Styles of Franz Hengsbach |
|
---|---|
Reference style | His Eminence |
Spoken style | Your Eminence |
Informal style | Cardinal |
See | Essen (emeritus) |
Franz Hengsbach (10 September 1910 – 24 June 1991) was a German Cardinal of the Roman Catholic Church who served as Bishop of Essen from 1957 to 1991, and was elevated to the cardinalate in 1988.
Franz Hengsbach was born in Velmede to Johann and Theresia Hengsbach; he had five brothers and two sisters. He studied at the Institute of Brilon and the seminaries in Paderborn and Freiburg. Hengsbach obtained his doctorate in theology in 1944 from the University of Münich, with a dissertation entitled Das Wesen der Verkündigung - Eine homiletische Untersuchung auf paulinischer Grundlag.
He was ordained to the priesthood by Archbishop Kaspar Klein on 13 March 1937, and then served as vicar of Herne-Bukau, St. Marien until 1946. Hengsbach became general secretary of the Akademische Bonifatius-Vereinigung in Paderborn in 1946, and of the Central Committee for the Preparation of German Catholics in 1947. From 1948 to 1958, he was director of the archdiocesan pastoral office of Paderborn. He was made Domestic Prelate of His Holiness in 1952, and secretary general of the Central Committee of German Catholics on 30 April 1952.
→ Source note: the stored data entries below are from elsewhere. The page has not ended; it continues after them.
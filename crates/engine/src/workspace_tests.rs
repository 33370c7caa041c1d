// SPDX-License-Identifier: BUSL-1.1
// Copyright (c) 2026 Alfred Jean LLC

use super::*;
use vscan_core::JobId;

#[tokio::test]
async fn acquire_creates_job_directory() {
    let base = tempfile::tempdir().unwrap();
    let manager = WorkspaceManager::new(base.path().to_path_buf());
    let job_id = JobId::new("job-1");

    let handle = manager.acquire(&job_id).await.unwrap();
    assert!(handle.path().is_dir());
    assert!(manager.exists(&job_id));
}

#[tokio::test]
async fn release_removes_the_directory() {
    let base = tempfile::tempdir().unwrap();
    let manager = WorkspaceManager::new(base.path().to_path_buf());
    let job_id = JobId::new("job-1");

    let handle = manager.acquire(&job_id).await.unwrap();
    manager.release(handle).await;
    assert!(!manager.exists(&job_id));
}

#[tokio::test]
async fn release_is_idempotent_on_missing_directory() {
    let base = tempfile::tempdir().unwrap();
    let manager = WorkspaceManager::new(base.path().to_path_buf());
    let job_id = JobId::new("job-1");

    let handle = manager.acquire(&job_id).await.unwrap();
    manager.release(handle).await;

    let handle = manager.acquire(&job_id).await.unwrap();
    manager.release(handle).await;
    manager.release(WorkspaceHandle {
        root: base.path().join(job_id.as_str()),
    })
    .await;
}

#[tokio::test]
async fn distinct_jobs_get_disjoint_directories() {
    let base = tempfile::tempdir().unwrap();
    let manager = WorkspaceManager::new(base.path().to_path_buf());
    let a = manager.acquire(&JobId::new("job-a")).await.unwrap();
    let b = manager.acquire(&JobId::new("job-b")).await.unwrap();
    assert_ne!(a.path(), b.path());
}
// SPDX-License-Identifier: BUSL-1.1
// Copyright (c) 2026 Alfred Jean LLC

//! Inspector descriptors, outcomes, and anomaly events.

use serde::{Deserialize, Serialize};
use std::collections::{HashMap, HashSet};

/// An input kind an inspector declares it needs from the sampled-media
/// bundle or from an earlier inspector's derived artifact.
#[derive(Debug, Clone, Copy, PartialEq, Eq, Hash, Serialize, Deserialize)]
#[serde(rename_all = "snake_case")]
pub enum InspectorRequirement {
    Frames,
    Audio,
    Transcript,
}

/// Static catalogue entry for one inspector.
#[derive(Debug, Clone, Serialize, Deserialize)]
pub struct InspectorDescriptor {
    pub name: String,
    pub requires: HashSet<InspectorRequirement>,
    /// In `[0, 1]`. The registry does not require weights to sum to 1 across
    /// enabled inspectors.
    pub weight: f64,
    pub timeout_sec: u64,
    pub may_emit_events: HashSet<String>,
    /// Only `true` for inspectors whose failure must fail the whole job;
    /// none of the nine built-in inspectors are fatal.
    pub fatal_on_failure: bool,
}

impl InspectorDescriptor {
    /// An inspector "produces a score" iff its weight is non-zero — the
    /// `transcript` inspector has weight 0.0 and contributes no score, only
    /// a derived artifact.
    pub fn contributes_score(&self) -> bool {
        self.weight > 0.0
    }

    pub fn depends_on_transcript(&self) -> bool {
        self.name != "transcript" && self.requires.contains(&InspectorRequirement::Transcript)
    }
}

/// Tagged outcome of running one inspector.
#[derive(Debug, Clone)]
pub enum InspectorOutcome {
    Success {
        score: f64,
        events: Vec<AnomalyEvent>,
    },
    Timeout,
    Error {
        detail: String,
    },
}

impl InspectorOutcome {
    pub fn is_success(&self) -> bool {
        matches!(self, InspectorOutcome::Success { .. })
    }
}

/// A timestamped anomaly attributed to one inspector. Field names on the
/// wire are abbreviated (`event`, `ts`, `dur`, `meta`).
#[derive(Debug, Clone, PartialEq, Serialize, Deserialize)]
pub struct AnomalyEvent {
    pub module: String,
    #[serde(rename = "event")]
    pub event_tag: String,
    #[serde(rename = "ts")]
    pub timestamp_sec: f64,
    #[serde(rename = "dur")]
    pub duration_sec: f64,
    #[serde(rename = "meta")]
    pub metadata: HashMap<String, serde_json::Value>,
}

impl AnomalyEvent {
    pub fn new(module: impl Into<String>, event_tag: impl Into<String>, ts: f64, dur: f64) -> Self {
        Self {
            module: module.into(),
            event_tag: event_tag.into(),
            timestamp_sec: ts,
            duration_sec: dur,
            metadata: HashMap::new(),
        }
    }

    pub fn with_metadata(mut self, key: impl Into<String>, value: serde_json::Value) -> Self {
        self.metadata.insert(key.into(), value);
        self
    }
}

/// Build the `inspector_failed` diagnostic event for a non-`Success`
/// outcome.
pub fn inspector_failed_event(
    module: &str,
    effective_duration_sec: f64,
    reason: impl Into<String>,
) -> AnomalyEvent {
    AnomalyEvent::new(module, "inspector_failed", 0.0, effective_duration_sec)
        .with_metadata("reason", serde_json::Value::String(reason.into()))
}

/// Read-only bag of non-score artifacts produced by earlier inspectors,
/// keyed by producer name.
#[derive(Debug, Clone, Default)]
pub struct DerivedArtifacts {
    values: HashMap<String, String>,
}

impl DerivedArtifacts {
    pub fn new() -> Self {
        Self::default()
    }

    pub fn insert(&mut self, producer: impl Into<String>, value: impl Into<String>) {
        self.values.insert(producer.into(), value.into());
    }

    /// Returns `""` for a producer that has not published yet — this is how
    /// a failed `transcript` inspector self-neutralizes dependents.
    pub fn get(&self, producer: &str) -> &str {
        self.values.get(producer).map(String::as_str).unwrap_or("")
    }
}

#[cfg(test)]
#[path = "inspector_tests.rs"]
mod tests;
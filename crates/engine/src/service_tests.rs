// SPDX-License-Identifier: BUSL-1.1
// Copyright (c) 2026 Alfred Jean LLC

use super::*;
use crate::sampler::FakeSampler;
use std::collections::HashMap;
use vscan_core::{FakeClock, InspectorRegistry, SequentialIdGen};
use vscan_adapters::{FakeInspector, Inspector};

fn service(base: &std::path::Path, max_concurrent_jobs: usize) -> VideoAnalysisService {
    let inspectors: HashMap<String, Arc<dyn Inspector>> = InspectorRegistry::builtin()
        .descriptors()
        .iter()
        .map(|d| {
            let inspector: Arc<dyn Inspector> = Arc::new(FakeInspector::returning(d.name.clone(), 0.1));
            (d.name.clone(), inspector)
        })
        .collect();

    let config = EngineConfig {
        max_concurrent_jobs,
        max_upload_bytes: 1_000,
        workspace_base_path: base.to_path_buf(),
        ..EngineConfig::default()
    };
    let store = Arc::new(JobStore::new());
    let clock: Arc<dyn Clock> = Arc::new(FakeClock::new(1_000));
    let orchestrator = Arc::new(PipelineOrchestrator::new(
        crate::workspace::WorkspaceManager::new(base.to_path_buf()),
        Arc::new(FakeSampler::returning(FakeSampler::short_bundle(4, 8.0))),
        InspectorRegistry::builtin(),
        inspectors,
        store.clone(),
        clock.clone(),
        config.clone(),
    ));
    let admission = AdmissionScheduler::new(config.max_concurrent_jobs, config.admission_queue_capacity);
    VideoAnalysisService::new(config, store, admission, orchestrator, clock, SequentialIdGen::new("job"))
}

#[tokio::test]
async fn submit_rejects_oversized_uploads() {
    let base = tempfile::tempdir().unwrap();
    let svc = service(base.path(), 2);
    let err = svc
        .submit(PathBuf::from("/tmp/in.mp4"), "clip.mp4", 2_000)
        .await
        .unwrap_err();
    assert!(matches!(err, RequestError::Rejected(RejectedReason::TooLarge { .. })));
}

#[tokio::test]
async fn submit_rejects_unsupported_extension() {
    let base = tempfile::tempdir().unwrap();
    let svc = service(base.path(), 2);
    let err = svc
        .submit(PathBuf::from("/tmp/in.exe"), "payload.exe", 10)
        .await
        .unwrap_err();
    assert!(matches!(
        err,
        RequestError::Rejected(RejectedReason::UnsupportedMimeType(_))
    ));
}

#[tokio::test]
async fn submit_rejects_mkv_as_unsupported() {
    let base = tempfile::tempdir().unwrap();
    let svc = service(base.path(), 2);
    let err = svc
        .submit(PathBuf::from("/tmp/clip.mkv"), "clip.mkv", 10)
        .await
        .unwrap_err();
    assert!(matches!(
        err,
        RequestError::Rejected(RejectedReason::UnsupportedMimeType(_))
    ));
}

#[tokio::test]
async fn status_of_unknown_job_is_not_found() {
    let base = tempfile::tempdir().unwrap();
    let svc = service(base.path(), 2);
    let err = svc.status_of(&JobId::new("nope")).unwrap_err();
    assert!(matches!(err, RequestError::NotFound(_)));
}

#[tokio::test]
async fn submitted_job_eventually_completes() {
    let base = tempfile::tempdir().unwrap();
    let svc = service(base.path(), 2);
    let job_id = svc.submit(PathBuf::from("/tmp/in.mp4"), "clip.mp4", 10).await.unwrap();

    let mut status = svc.status_of(&job_id).unwrap();
    for _ in 0..200 {
        if status.status.is_terminal() {
            break;
        }
        tokio::time::sleep(Duration::from_millis(10)).await;
        status = svc.status_of(&job_id).unwrap();
    }
    assert_eq!(status.status, JobStatus::Completed);
    let result = svc.result_of(&job_id).unwrap();
    assert_eq!(result.job_id, job_id);
    assert!(svc.events_of(&job_id).is_ok());
}

#[tokio::test]
async fn status_of_reports_timestamps_and_error_kind_across_a_job_lifecycle() {
    let base = tempfile::tempdir().unwrap();
    let svc = service(base.path(), 2);
    let job_id = svc.submit(PathBuf::from("/tmp/in.mp4"), "clip.mp4", 10).await.unwrap();

    let mut status = svc.status_of(&job_id).unwrap();
    assert!(status.created_at_ms > 0);
    assert!(status.error_kind.is_none());

    for _ in 0..200 {
        if status.status.is_terminal() {
            break;
        }
        tokio::time::sleep(Duration::from_millis(10)).await;
        status = svc.status_of(&job_id).unwrap();
    }

    assert_eq!(status.status, JobStatus::Completed);
    assert!(status.started_at_ms.is_some());
    assert!(status.completed_at_ms.is_some());
    assert!(status.started_at_ms.unwrap() <= status.completed_at_ms.unwrap());
    assert!(status.error_kind.is_none());
}

#[tokio::test]
async fn metrics_of_pending_job_is_zero_elapsed() {
    let base = tempfile::tempdir().unwrap();
    let svc = service(base.path(), 2);
    let job_id = JobId::new("job-pending");
    svc.store.insert(vscan_core::JobRecord::new(job_id.clone(), 0)).unwrap();

    let metrics = svc.metrics_of(&job_id).unwrap();
    assert_eq!(metrics.elapsed_ms, 0);
    assert_eq!(metrics.inspectors_finished, 0);
    assert_eq!(metrics.inspectors_total, 0);
}

#[tokio::test]
async fn metrics_of_completed_job_reports_inspector_counts() {
    let base = tempfile::tempdir().unwrap();
    let svc = service(base.path(), 2);
    let job_id = svc.submit(PathBuf::from("/tmp/in.mp4"), "clip.mp4", 10).await.unwrap();

    let mut status = svc.status_of(&job_id).unwrap();
    for _ in 0..200 {
        if status.status.is_terminal() {
            break;
        }
        tokio::time::sleep(Duration::from_millis(10)).await;
        status = svc.status_of(&job_id).unwrap();
    }
    let metrics = svc.metrics_of(&job_id).unwrap();
    assert_eq!(metrics.inspectors_total, InspectorRegistry::builtin().descriptors().len());
    assert_eq!(metrics.inspectors_finished, metrics.inspectors_total);
}

#[tokio::test]
async fn result_of_pending_job_is_not_ready() {
    let base = tempfile::tempdir().unwrap();
    let svc = service(base.path(), 2);
    let job_id = JobId::new("job-pending");
    svc.store.insert(vscan_core::JobRecord::new(job_id.clone(), 0)).unwrap();

    let err = svc.result_of(&job_id).unwrap_err();
    assert!(matches!(err, RequestError::NotReady(JobStatus::Pending)));
}
// SPDX-License-Identifier: BUSL-1.1
// Copyright (c) 2026 Alfred Jean LLC

use super::*;
use vscan_core::ErrorKind;

#[test]
fn sampling_error_maps_to_sampling_error_kind() {
    let err = OrchestratorError::Sampling(SamplingError::ZeroFrames);
    assert_eq!(err.kind(), ErrorKind::SamplingError);
}

#[test]
fn inspector_fatal_maps_to_inspector_fatal_kind() {
    let err = OrchestratorError::InspectorFatal {
        name: "sample_stage".into(),
        detail: "boom".into(),
    };
    assert_eq!(err.kind(), ErrorKind::InspectorFatal);
}

#[test]
fn cancelled_maps_to_cancelled_kind() {
    assert_eq!(OrchestratorError::Cancelled.kind(), ErrorKind::Cancelled);
}

#[test]
fn workspace_failure_maps_to_workspace_error_kind() {
    let err = OrchestratorError::Workspace(WorkspaceError::Create {
        path: "/tmp/x".into(),
        source: std::io::Error::other("disk full"),
    });
    assert_eq!(err.kind(), ErrorKind::WorkspaceError);
}
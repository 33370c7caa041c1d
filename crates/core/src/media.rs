// SPDX-License-Identifier: BUSL-1.1
// Copyright (c) 2026 Alfred Jean LLC

//! The canonical sampled-media bundle consumed by every inspector.

use std::path::PathBuf;

/// One decoded video frame at a known timestamp.
///
/// `pixels` is kept opaque (a raw buffer) — the core and the orchestrator
/// never interpret frame contents; only inspectors do.
#[derive(Debug, Clone)]
pub struct Frame {
    pub timestamp_sec: f64,
    pub pixels: std::sync::Arc<[u8]>,
    pub width: u32,
    pub height: u32,
}

/// Metadata describing how a [`SampledMedia`] bundle was produced.
#[derive(Debug, Clone)]
pub struct MediaMetadata {
    pub original_duration_sec: f64,
    pub effective_duration_sec: f64,
    pub target_fps: f64,
    pub has_audio: bool,
}

/// The canonical intermediate representation produced by the Media Sampler
/// and consumed by all inspectors.
#[derive(Debug, Clone)]
pub struct SampledMedia {
    /// Strictly increasing by `timestamp_sec`.
    pub frames: Vec<Frame>,
    /// Mono, 16 kHz, little-endian PCM, truncated to `effective_duration_sec`.
    /// Lives inside the job's workspace.
    pub audio_path: PathBuf,
    pub metadata: MediaMetadata,
}

impl SampledMedia {
    pub fn original_duration_sec(&self) -> f64 {
        self.metadata.original_duration_sec
    }

    pub fn effective_duration_sec(&self) -> f64 {
        self.metadata.effective_duration_sec
    }

    pub fn target_fps(&self) -> f64 {
        self.metadata.target_fps
    }

    pub fn has_audio(&self) -> bool {
        self.metadata.has_audio
    }

    /// Checks the frame-ordering and duration invariants a `SampledMedia`
    /// bundle must hold. Used by sampler tests and as a defensive assertion
    /// before a bundle is handed to inspectors.
    pub fn check_invariants(&self) -> Result<(), String> {
        if self.metadata.effective_duration_sec > self.metadata.original_duration_sec + 1e-6 {
            return Err("effective duration exceeds original duration".into());
        }
        let mut last: Option<f64> = None;
        for frame in &self.frames {
            if let Some(prev) = last {
                if frame.timestamp_sec <= prev {
                    return Err("frame timestamps are not strictly increasing".into());
                }
            }
            last = Some(frame.timestamp_sec);
        }
        if let Some(last_ts) = last {
            let expected_end = last_ts + 1.0 / self.metadata.target_fps;
            let tolerance = 1.0 / self.metadata.target_fps;
            if (expected_end - self.metadata.effective_duration_sec).abs() > tolerance {
                return Err("effective duration inconsistent with last frame timestamp".into());
            }
        }
        Ok(())
    }
}

#[cfg(test)]
#[path = "media_tests.rs"]
mod tests;
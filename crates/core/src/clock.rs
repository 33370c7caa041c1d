// SPDX-License-Identifier: BUSL-1.1
// Copyright (c) 2026 Alfred Jean LLC

//! Clock abstraction so job timing is deterministic under test.

use std::sync::atomic::{AtomicU64, Ordering};
use std::sync::Arc;
use std::time::{SystemTime, UNIX_EPOCH};

/// Source of wall-clock time for the job store and orchestrator.
///
/// Production code uses [`SystemClock`]; tests use [`FakeClock`] so that
/// `createdAt`/`startedAt`/`completedAt` fields are reproducible.
pub trait Clock: Send + Sync {
    /// Milliseconds since the Unix epoch.
    fn epoch_ms(&self) -> u64;
}

/// Real wall-clock time.
#[derive(Debug, Clone, Copy, Default)]
pub struct SystemClock;

impl Clock for SystemClock {
    fn epoch_ms(&self) -> u64 {
        SystemTime::now()
            .duration_since(UNIX_EPOCH)
            .map(|d| d.as_millis() as u64)
            .unwrap_or(0)
    }
}

/// Deterministic clock for tests: starts at a fixed instant and only moves
/// forward when explicitly advanced.
#[derive(Debug, Clone)]
pub struct FakeClock {
    now_ms: Arc<AtomicU64>,
}

impl FakeClock {
    pub fn new(start_ms: u64) -> Self {
        Self {
            now_ms: Arc::new(AtomicU64::new(start_ms)),
        }
    }

    /// Advance the fake clock by `ms` milliseconds.
    pub fn advance(&self, ms: u64) {
        self.now_ms.fetch_add(ms, Ordering::SeqCst);
    }
}

impl Default for FakeClock {
    fn default() -> Self {
        Self::new(0)
    }
}

impl Clock for FakeClock {
    fn epoch_ms(&self) -> u64 {
        self.now_ms.load(Ordering::SeqCst)
    }
}

#[cfg(test)]
#[path = "clock_tests.rs"]
mod tests;
// SPDX-License-Identifier: BUSL-1.1
// Copyright (c) 2026 Alfred Jean LLC

// Allow panic!/unwrap/expect in test code
#![cfg_attr(test, allow(clippy::panic))]
#![cfg_attr(test, allow(clippy::unwrap_used))]
#![cfg_attr(test, allow(clippy::expect_used))]
// Enable coverage(off) attribute for excluding test infrastructure
#![cfg_attr(coverage_nightly, feature(coverage_attribute))]

//! Adapters for external I/O: the inspector contract and the reference
//! inspector backend that implements it.

pub mod inspector;
pub mod model_cache;

pub use inspector::{Inspector, InspectorContext, InspectorError};
pub use model_cache::{ModelCacheHandle, ModelHandle};

// Test support - only compiled for tests or when explicitly requested
#[cfg(any(test, feature = "test-support"))]
pub use inspector::{FakeInspector, InspectorCall};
On 20 August 1953 Hengsbach was appointed Auxiliary Bishop of Paderborn and Titular Bishop of Cantanus by Pope Pius XI. He received his episcopal consecration on the following 29 September from Archbishop Lorenz Jäger, with Bishops Wilhelm Weskamm and Friedrich Rintelen serving as co-consecrators, in Paderborn Cathedral. Hengsbach was later named the first Bishop of Essen on 18 November 1957.